Pubblichiamo, a firma Domenico Galbiati,  coordinatore dell’apposito gruppo di Politica Insieme, le conclusioni cui sono giunti gli amici impegnatisi sulla questione della Bioetica e della Biopolitica in vista della stesura del documento politico programmatico che sarà presentato nel corso dei lavori dell’Assemblea costituente del “nuovo” soggetto politico d’ispirazione cristiana richiamato dal nostro Manifesto ( CLICCA QUI )
*Personalità giuridica dell’embrione
*Investimenti sulla rete delle cure palliative
*Potenziamento prevenzione della IVG
*Confronto con le altre culture
La pandemia COVID 19 pone in un orizzonte che va decisamente ripensato anche il nostro impegno programmatico.
In particolare – guardando, dal punto di vista del nostro gruppo di lavoro, allo scenario imprevisto ed inedito in cui adesso ci muoviamo – appare evidente come oggi, nel quadro delle questioni che la politica e’ chiamata ad affrontare, la “biopolitica” assuma necessariamente un rilievo del tutto speciale.
Intesa non solo come l’insieme delle tematiche più direttamente attinenti la vita biologica e sociale dell’uomo, bensì in quanto riferimento ultimo e fondamento della “polis” nuova che siamo invitati a riedificare.
La politica – articolata nelle molteplici aggettivazioni che ne declinano l’intero spettro delle competenze – dopo questa drastica svolta epocale, deve, a nostro avviso, trovare il suo “attrattore”, cioè il polo attorno cui aggregare il processo di “trasformazione” cui tendiamo con lo stesso nostro Manifesto ( CLICCA QUI ), nella difesa e nella promozione della dignità, del rispetto, dell’onore dovuto alla vita dell’uomo.
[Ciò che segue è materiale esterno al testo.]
//! # Increment and Decrement Instructions
//!
//! This module implements increment and decrement operations:
//! - INC / DEC: Read-modify-write on memory
//! - INX / INY / DEX / DEY: On the index registers
//!
//! All of them wrap mod 256 and update Z and N from the result. The memory
//! forms never take a page-crossing penalty.

use crate::{MemoryBus, CPU, OPCODE_TABLE};

/// Executes the INC (Increment Memory) instruction.
pub(crate) fn execute_inc<M: MemoryBus>(cpu: &mut CPU<M>, opcode: u8) {
    let metadata = &OPCODE_TABLE[opcode as usize];

    let (addr, _) = cpu.operand_address(metadata.addressing_mode);
    let result = cpu.read_byte(addr).wrapping_add(1);
    cpu.write_byte(addr, result);
    cpu.update_zero_and_negative(result);

    cpu.cycles += metadata.base_cycles as u64;
    cpu.pc = cpu.pc.wrapping_add(metadata.size_bytes as u16);
}

/// Executes the DEC (Decrement Memory) instruction.
pub(crate) fn execute_dec<M: MemoryBus>(cpu: &mut CPU<M>, opcode: u8) {
    let metadata = &OPCODE_TABLE[opcode as usize];

    let (addr, _) = cpu.operand_address(metadata.addressing_mode);
    let result = cpu.read_byte(addr).wrapping_sub(1);
    cpu.write_byte(addr, result);
    cpu.update_zero_and_negative(result);

    cpu.cycles += metadata.base_cycles as u64;
    cpu.pc = cpu.pc.wrapping_add(metadata.size_bytes as u16);
}

/// Executes the INX (Increment X Register) instruction.
pub(crate) fn execute_inx<M: MemoryBus>(cpu: &mut CPU<M>, opcode: u8) {
    let metadata = &OPCODE_TABLE[opcode as usize];

    cpu.x = cpu.x.wrapping_add(1);
    cpu.update_zero_and_negative(cpu.x);

    cpu.cycles += metadata.base_cycles as u64;
    cpu.pc = cpu.pc.wrapping_add(metadata.size_bytes as u16);
}

/// Executes the INY (Increment Y Register) instruction.
pub(crate) fn execute_iny<M: MemoryBus>(cpu: &mut CPU<M>, opcode: u8) {
    let metadata = &OPCODE_TABLE[opcode as usize];

    cpu.y = cpu.y.wrapping_add(1);
    cpu.update_zero_and_negative(cpu.y);

    cpu.cycles += metadata.base_cycles as u64;
    cpu.pc = cpu.pc.wrapping_add(metadata.size_bytes as u16);
}

/// Executes the DEX (Decrement X Register) instruction.
pub(crate) fn execute_dex<M: MemoryBus>(cpu: &mut CPU<M>, opcode: u8) {
    let metadata = &OPCODE_TABLE[opcode as usize];

    cpu.x = cpu.x.wrapping_sub(1);
    cpu.update_zero_and_negative(cpu.x);

    cpu.cycles += metadata.base_cycles as u64;
    cpu.pc = cpu.pc.wrapping_add(metadata.size_bytes as u16);
}

/// Executes the DEY (Decrement Y Register) instruction.
pub(crate) fn execute_dey<M: MemoryBus>(cpu: &mut CPU<M>, opcode: u8) {
    let metadata = &OPCODE_TABLE[opcode as usize];

    cpu.y = cpu.y.wrapping_sub(1);
    cpu.update_zero_and_negative(cpu.y);

    cpu.cycles += metadata.base_cycles as u64;
    cpu.pc = cpu.pc.wrapping_add(metadata.size_bytes as u16);
}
La quale è un tutt’uno che si tiene da un capo all’altro della sua estensione, tessuta in un’ unica tela, senza giunture, come la tunica di Cristo.
Dal concepimento alla sua naturale conclusione.
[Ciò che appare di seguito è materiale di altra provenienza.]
//! # Load and Store Instructions
//!
//! This module implements load and store operations:
//! - LDA: Load Accumulator
//! - LDX: Load X Register
//! - LDY: Load Y Register
//! - STA: Store Accumulator
//! - STX: Store X Register
//! - STY: Store Y Register
//!
//! Loads update the Zero and Negative flags and pay the +1 page-crossing
//! cycle on indexed modes; stores affect no flags and always pay their
//! fixed cost.

use crate::{MemoryBus, CPU, OPCODE_TABLE};

/// Executes the LDA (Load Accumulator) instruction.
///
/// Loads a byte of memory into the accumulator.
///
/// # Flag Behavior
///
/// - Zero (Z): Set if A = 0
/// - Negative (N): Set if bit 7 of A is set
/// - Other flags: Not affected
pub(crate) fn execute_lda<M: MemoryBus>(cpu: &mut CPU<M>, opcode: u8) {
    let metadata = &OPCODE_TABLE[opcode as usize];

    let (value, page_crossed) = cpu.operand_value(metadata.addressing_mode);

    cpu.a = value;
    cpu.update_zero_and_negative(value);

    let mut cycles = metadata.base_cycles as u64;
    if page_crossed {
        cycles += 1;
    }
    cpu.cycles += cycles;

    cpu.pc = cpu.pc.wrapping_add(metadata.size_bytes as u16);
}

/// Executes the LDX (Load X Register) instruction.
///
/// Loads a byte of memory into the X register. Z and N track the loaded
/// value; no other flags are affected.
pub(crate) fn execute_ldx<M: MemoryBus>(cpu: &mut CPU<M>, opcode: u8) {
    let metadata = &OPCODE_TABLE[opcode as usize];

    let (value, page_crossed) = cpu.operand_value(metadata.addressing_mode);

    cpu.x = value;
    cpu.update_zero_and_negative(value);

    let mut cycles = metadata.base_cycles as u64;
    if page_crossed {
        cycles += 1;
    }
    cpu.cycles += cycles;

    cpu.pc = cpu.pc.wrapping_add(metadata.size_bytes as u16);
}

/// Executes the LDY (Load Y Register) instruction.
///
/// Loads a byte of memory into the Y register. Z and N track the loaded
/// value; no other flags are affected.
pub(crate) fn execute_ldy<M: MemoryBus>(cpu: &mut CPU<M>, opcode: u8) {
    let metadata = &OPCODE_TABLE[opcode as usize];

    let (value, page_crossed) = cpu.operand_value(metadata.addressing_mode);

    cpu.y = value;
    cpu.update_zero_and_negative(value);

    let mut cycles = metadata.base_cycles as u64;
    if page_crossed {
        cycles += 1;
    }
    cpu.cycles += cycles;

    cpu.pc = cpu.pc.wrapping_add(metadata.size_bytes as u16);
}

/// Executes the STA (Store Accumulator) instruction.
///
/// Stores the accumulator into memory at the resolved address. No flags
/// are affected, and stores never take the page-crossing penalty.
pub(crate) fn execute_sta<M: MemoryBus>(cpu: &mut CPU<M>, opcode: u8) {
    let metadata = &OPCODE_TABLE[opcode as usize];

    let (addr, _) = cpu.operand_address(metadata.addressing_mode);
    cpu.write_byte(addr, cpu.a);

    cpu.cycles += metadata.base_cycles as u64;
    cpu.pc = cpu.pc.wrapping_add(metadata.size_bytes as u16);
}

/// Executes the STX (Store X Register) instruction.
pub(crate) fn execute_stx<M: MemoryBus>(cpu: &mut CPU<M>, opcode: u8) {
    let metadata = &OPCODE_TABLE[opcode as usize];

    let (addr, _) = cpu.operand_address(metadata.addressing_mode);
    cpu.write_byte(addr, cpu.x);

    cpu.cycles += metadata.base_cycles as u64;
    cpu.pc = cpu.pc.wrapping_add(metadata.size_bytes as u16);
}

/// Executes the STY (Store Y Register) instruction.
pub(crate) fn execute_sty<M: MemoryBus>(cpu: &mut CPU<M>, opcode: u8) {
    let metadata = &OPCODE_TABLE[opcode as usize];

    let (addr, _) = cpu.operand_address(metadata.addressing_mode);
    cpu.write_byte(addr, cpu.y);

    cpu.cycles += metadata.base_cycles as u64;
    cpu.pc = cpu.pc.wrapping_add(metadata.size_bytes as u16);
}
Il nostro punto di riferimento irrinunciabile sta nel valore inalienabile della persona, della quale significativamente la stessa scienza, concordemente alla nostra valutazione filosofica e morale, attesta l’originaria unicità irripetibile ed incondizionata.
Il virus della pandemia pone i Paesi che ne sono colpiti, anzi pone direttamente ciascuno di noi di fronte alla morte, colta non come approdo su cui, se mai, riflettere, ma comunque proiettato in un tempo indistinto, bensì come evenienza immediatamente possibile per ciascuno, terribilmente attuale, allocata dentro l’orizzonte del personale, presente “vissuto” di ognuno.
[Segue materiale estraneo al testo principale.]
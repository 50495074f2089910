/// API Server implementation

use super::handlers::*;
use anyhow::Result;
use axum::{
    routing::{get, post},
    Router,
};
use fba_core::FbaNode;
use std::net::SocketAddr;
use std::sync::Arc;
use tower_http::cors::CorsLayer;
use tracing::info;

/// Build the router with all wallet and ledger endpoints
pub fn router(node: Arc<FbaNode>) -> Router {
    let state = AppState { node };

    Router::new()
        // Health check
        .route("/health", get(health_check))
        // Wallet endpoints
        .route("/api/wallet/generate", post(generate_wallet))
        .route("/api/wallet/import", post(import_wallet))
        .route("/api/wallet/balance/:address", get(get_balance))
        .route("/api/wallet/history/:address", get(get_history))
        .route("/api/wallet/send", post(send_transaction))
        .route("/api/wallet/validate/:address", get(validate_address))
        // Ledger endpoints
        .route("/api/ledger/stats", get(get_stats))
        .route("/api/ledger/transactions", get(get_transactions))
        .route("/api/ledger/pending", get(get_pending))
        .route("/api/ledger/consensus/:hash", get(get_consensus_status))
        .route("/api/ledger/nodes", get(get_nodes))
        .route("/api/ledger/faucet", post(faucet))
        // Allow browser clients on other origins
        .layer(CorsLayer::permissive())
        .with_state(state)
}

/// HTTP API server in front of an [`FbaNode`]
pub struct ApiServer {
    listen_addr: SocketAddr,
    node: Arc<FbaNode>,
}

impl ApiServer {
    pub fn new(listen_addr: SocketAddr, node: Arc<FbaNode>) -> Self {
        Self { listen_addr, node }
    }

    /// Serve until the listener fails
    pub async fn start(self) -> Result<()> {
        let app = router(self.node.clone());

        info!("API server starting on {}", self.listen_addr);

        let listener = tokio::net::TcpListener::bind(self.listen_addr).await?;

        axum::serve(listener, app)
            .await
            .map_err(|e| anyhow::anyhow!("API server error: {}", e))?;

        Ok(())
    }
}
Dopo una tale esperienza, dovremmo dare tutti coralmente – da qualunque cultura si provenga – una risposta di “vita” a questa dolorosa deriva della nostra storia, scongiurando e sfidando una china involutiva, ispirata ad un sentimento di resa alla morte.
Transitando da una fase storica connotata dalla rivendicazione di diritti individuali ad una nuova stagione di diritti sociali.
Una forte attestazione di questo nuovo indirizzo, ispirato al valore della vita, orientato alla sua promozione, può essere rappresentato dal riconoscimento della personalità giuridica dell’embrione, attraverso la modifica dell’art.1 del Codice Civile.
Un impegno cui non è improprio, da parte nostra, chiamare a raccolta posizioni culturali e politiche di differente matrice culturale, sollecitando una considerazione non ideologica di tale argomento.
Peraltro, sui temi più rilevanti della riflessione bioetica, soprattutto in funzione dei confronti parlamentari in merito, proponiamo di verificare la possibilità di aprire per tempo un confronto sistematico con chi la pensa diversamente da noi.
Qualunque sia il preferenziale orientamento valoriale di ognuno, soffriamo tutti una condizione tale per cui uno sviluppo della riflessione etica che evidentemente, per sua natura, non può reggere il passo incalzante dello sviluppo scientifico e tecnologico, determina un divario preoccupante e difficile da colmare tra l’uno e l’altro di questi due versanti.
Ne consegue una involuzione tale per cui, anche a livello della mentalità corrente, tutto cio’ che e’ tecnicamente possibile, appare, per ciò stesso, anche eticamente lecito.
Senonché tutto ciò configura una grave e pericolosa alienazione, tale per cui la legittimità dei nostri comportamenti rischia di non essere più stabilita dall’interiorità della nostra coscienza, bensì dalla mera fattualità della tecnica.
A fronte delle “questioni eticamente sensibili” – altrimenti dette “non negoziabili” – il nostro orientamento, sul piano dell’azione e del confronto politico, non può, dunque, che essere guidato dal pieno rispetto – dal concepimento alla sua fine naturale – della vita, della persona e della sua dignità incontrovertibile, ontologicamente fondata.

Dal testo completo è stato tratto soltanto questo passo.